Facing incurable diseases, medieval doctors were prepared to turn to any source for ideas. Unfortunately for our ancestors, one of the many unscientific and even harmful cures of the past was the widespread application of feces. Known to date at least from Anglo-Saxon medicine, the excrement of goats, sheep, calves, oxen, and pigeons were commonplace components of a physicians arsenal. Mixed with household ingredients, a recipe of pigeon feces combined with wheat flour and egg white, for example, was recommended as a treatment for a severe headache. Remaining prominent throughout the Renaissance, during the 17th century Robert Boyle treated cataracts by sprinkling powdered human excrement upon the affected areas.
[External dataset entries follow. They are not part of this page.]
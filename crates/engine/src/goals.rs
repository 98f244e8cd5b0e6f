//! Savings goals.

use chrono::{DateTime, NaiveDate, Utc};
use sea_orm::{ActiveValue, entity::prelude::*};
use serde::{Deserialize, Serialize};
use uuid::Uuid;

use crate::{EngineError, Money, ResultEngine};

#[derive(Clone, Copy, Debug, PartialEq, Eq, Serialize, Deserialize)]
#[serde(rename_all = "snake_case")]
pub enum GoalType {
    EmergencyFund,
    Retirement,
    House,
    Education,
    Vacation,
    DebtPayoff,
    Other,
}

impl GoalType {
    pub fn as_str(self) -> &'static str {
        match self {
            Self::EmergencyFund => "emergency_fund",
            Self::Retirement => "retirement",
            Self::House => "house",
            Self::Education => "education",
            Self::Vacation => "vacation",
            Self::DebtPayoff => "debt_payoff",
            Self::Other => "other",
        }
    }
}

impl TryFrom<&str> for GoalType {
    type Error = EngineError;

    fn try_from(value: &str) -> Result<Self, Self::Error> {
        match value {
            "emergency_fund" => Ok(Self::EmergencyFund),
            "retirement" => Ok(Self::Retirement),
            "house" => Ok(Self::House),
            "education" => Ok(Self::Education),
            "vacation" => Ok(Self::Vacation),
            "debt_payoff" => Ok(Self::DebtPayoff),
            "other" => Ok(Self::Other),
            other => Err(EngineError::InvalidValue(format!(
                "invalid goal type: {other}"
            ))),
        }
    }
}

#[derive(Clone, Copy, Debug, Default, PartialEq, Eq, Serialize, Deserialize)]
#[serde(rename_all = "snake_case")]
pub enum GoalPriority {
    High,
    #[default]
    Medium,
    Low,
}

impl GoalPriority {
    pub fn as_str(self) -> &'static str {
        match self {
            Self::High => "high",
            Self::Medium => "medium",
            Self::Low => "low",
        }
    }
}

impl TryFrom<&str> for GoalPriority {
    type Error = EngineError;

    fn try_from(value: &str) -> Result<Self, Self::Error> {
        match value {
            "high" => Ok(Self::High),
            "medium" => Ok(Self::Medium),
            "low" => Ok(Self::Low),
            other => Err(EngineError::InvalidValue(format!(
                "invalid goal priority: {other}"
            ))),
        }
    }
}

#[derive(Clone, Copy, Debug, Default, PartialEq, Eq, Serialize, Deserialize)]
#[serde(rename_all = "snake_case")]
pub enum GoalStatus {
    #[default]
    InProgress,
    Completed,
    Paused,
    Cancelled,
}

impl GoalStatus {
    pub fn as_str(self) -> &'static str {
        match self {
            Self::InProgress => "in_progress",
            Self::Completed => "completed",
            Self::Paused => "paused",
            Self::Cancelled => "cancelled",
        }
    }
}

impl TryFrom<&str> for GoalStatus {
    type Error = EngineError;

    fn try_from(value: &str) -> Result<Self, Self::Error> {
        match value {
            "in_progress" => Ok(Self::InProgress),
            "completed" => Ok(Self::Completed),
            "paused" => Ok(Self::Paused),
            "cancelled" => Ok(Self::Cancelled),
            other => Err(EngineError::InvalidValue(format!(
                "invalid goal status: {other}"
            ))),
        }
    }
}

#[derive(Clone, Debug, PartialEq, Serialize)]
pub struct FinancialGoal {
    pub id: Uuid,
    pub user_id: Uuid,
    pub family_id: Option<Uuid>,
    pub goal_name: String,
    pub goal_type: GoalType,
    pub target_amount: Money,
    pub current_amount: Money,
    pub target_date: Option<NaiveDate>,
    pub priority: GoalPriority,
    pub status: GoalStatus,
    pub notes: Option<String>,
    pub progress_percent: Option<f64>,
    pub created_at: DateTime<Utc>,
    pub updated_at: DateTime<Utc>,
}

#[derive(Clone, Debug, PartialEq)]
pub struct FinancialGoalNew {
    pub family_id: Option<Uuid>,
    pub goal_name: String,
    pub goal_type: GoalType,
    pub target_amount: Money,
    pub current_amount: Option<Money>,
    pub target_date: Option<NaiveDate>,
    pub priority: Option<GoalPriority>,
    pub notes: Option<String>,
}

#[derive(Clone, Debug, Default, PartialEq)]
pub struct FinancialGoalPatch {
    pub goal_name: Option<String>,
    pub goal_type: Option<GoalType>,
    pub target_amount: Option<Money>,
    pub current_amount: Option<Money>,
    pub target_date: Option<Option<NaiveDate>>,
    pub priority: Option<GoalPriority>,
    pub status: Option<GoalStatus>,
    pub notes: Option<Option<String>>,
}

impl FinancialGoalPatch {
    pub fn apply(self, goal: &mut FinancialGoal) {
        if let Some(name) = self.goal_name {
            goal.goal_name = name;
        }
        if let Some(kind) = self.goal_type {
            goal.goal_type = kind;
        }
        if let Some(target) = self.target_amount {
            goal.target_amount = target;
        }
        if let Some(current) = self.current_amount {
            goal.current_amount = current;
        }
        if let Some(date) = self.target_date {
            goal.target_date = date;
        }
        if let Some(priority) = self.priority {
            goal.priority = priority;
        }
        if let Some(status) = self.status {
            goal.status = status;
        }
        if let Some(notes) = self.notes {
            goal.notes = notes;
        }
        goal.progress_percent = goal.current_amount.percent_of(goal.target_amount);
    }
}

impl FinancialGoal {
    pub fn validate(&self) -> ResultEngine<()> {
        if !self.target_amount.is_positive() {
            return Err(EngineError::InvalidAmount(
                "target_amount must be > 0".to_string(),
            ));
        }
        if self.current_amount.is_negative() {
            return Err(EngineError::InvalidAmount(
                "current_amount must be >= 0".to_string(),
            ));
        }
        Ok(())
    }
}

#[derive(Clone, Debug, PartialEq, DeriveEntityModel)]
#[sea_orm(table_name = "financial_goals")]
pub struct Model {
    #[sea_orm(primary_key, auto_increment = false)]
    pub id: Uuid,
    pub user_id: Uuid,
    pub family_id: Option<Uuid>,
    pub goal_name: String,
    pub goal_type: String,
    pub target_amount_minor: i64,
    pub current_amount_minor: i64,
    pub target_date: Option<NaiveDate>,
    pub priority: String,
    pub status: String,
    pub notes: Option<String>,
    pub created_at: DateTimeUtc,
    pub updated_at: DateTimeUtc,
}

#[derive(Copy, Clone, Debug, EnumIter, DeriveRelation)]
pub enum Relation {
    #[sea_orm(
        belongs_to = "super::users::Entity",
        from = "Column::UserId",
        to = "super::users::Column::Id",
        on_update = "NoAction",
        on_delete = "Cascade"
    )]
    User,
    #[sea_orm(
        belongs_to = "super::families::Entity",
        from = "Column::FamilyId",
        to = "super::families::Column::Id",
        on_update = "NoAction",
        on_delete = "Cascade"
    )]
    Family,
}

impl ActiveModelBehavior for ActiveModel {}

impl From<&FinancialGoal> for ActiveModel {
    fn from(goal: &FinancialGoal) -> Self {
        Self {
            id: ActiveValue::Set(goal.id),
            user_id: ActiveValue::Set(goal.user_id),
            family_id: ActiveValue::Set(goal.family_id),
            goal_name: ActiveValue::Set(goal.goal_name.clone()),
            goal_type: ActiveValue::Set(goal.goal_type.as_str().to_string()),
            target_amount_minor: ActiveValue::Set(goal.target_amount.minor()),
            current_amount_minor: ActiveValue::Set(goal.current_amount.minor()),
            target_date: ActiveValue::Set(goal.target_date),
            priority: ActiveValue::Set(goal.priority.as_str().to_string()),
            status: ActiveValue::Set(goal.status.as_str().to_string()),
            notes: ActiveValue::Set(goal.notes.clone()),
            created_at: ActiveValue::Set(goal.created_at),
            updated_at: ActiveValue::Set(goal.updated_at),
        }
    }
}

impl TryFrom<Model> for FinancialGoal {
    type Error = EngineError;

    fn try_from(model: Model) -> Result<Self, Self::Error> {
        let target_amount = Money::new(model.target_amount_minor);
        let current_amount = Money::new(model.current_amount_minor);
        Ok(Self {
            id: model.id,
            user_id: model.user_id,
            family_id: model.family_id,
            goal_name: model.goal_name,
            goal_type: GoalType::try_from(model.goal_type.as_str())?,
            target_amount,
            current_amount,
            target_date: model.target_date,
            priority: GoalPriority::try_from(model.priority.as_str())?,
            status: GoalStatus::try_from(model.status.as_str())?,
            notes: model.notes,
            progress_percent: current_amount.percent_of(target_amount),
            created_at: model.created_at,
            updated_at: model.updated_at,
        })
    }
}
Not confined only to ignorant European doctors, Chinese physicians during the fourth century BCE were similarly applying feces to treat a host of ailments, with at least one doctors – Li Shizhen – continuing to do so twelve hundred years later to combat abdominal diseases. Equally, camel feces is a widely recognized Bedouin folk cure, documented by the Afrika Korps during the Second World War. Today, fecal medicine does still exist, but in a far more precise form than the liberal consumption of the past, involving the careful donation of healthy gut bacteria and implantation in small doses into a patient unable to develop their own.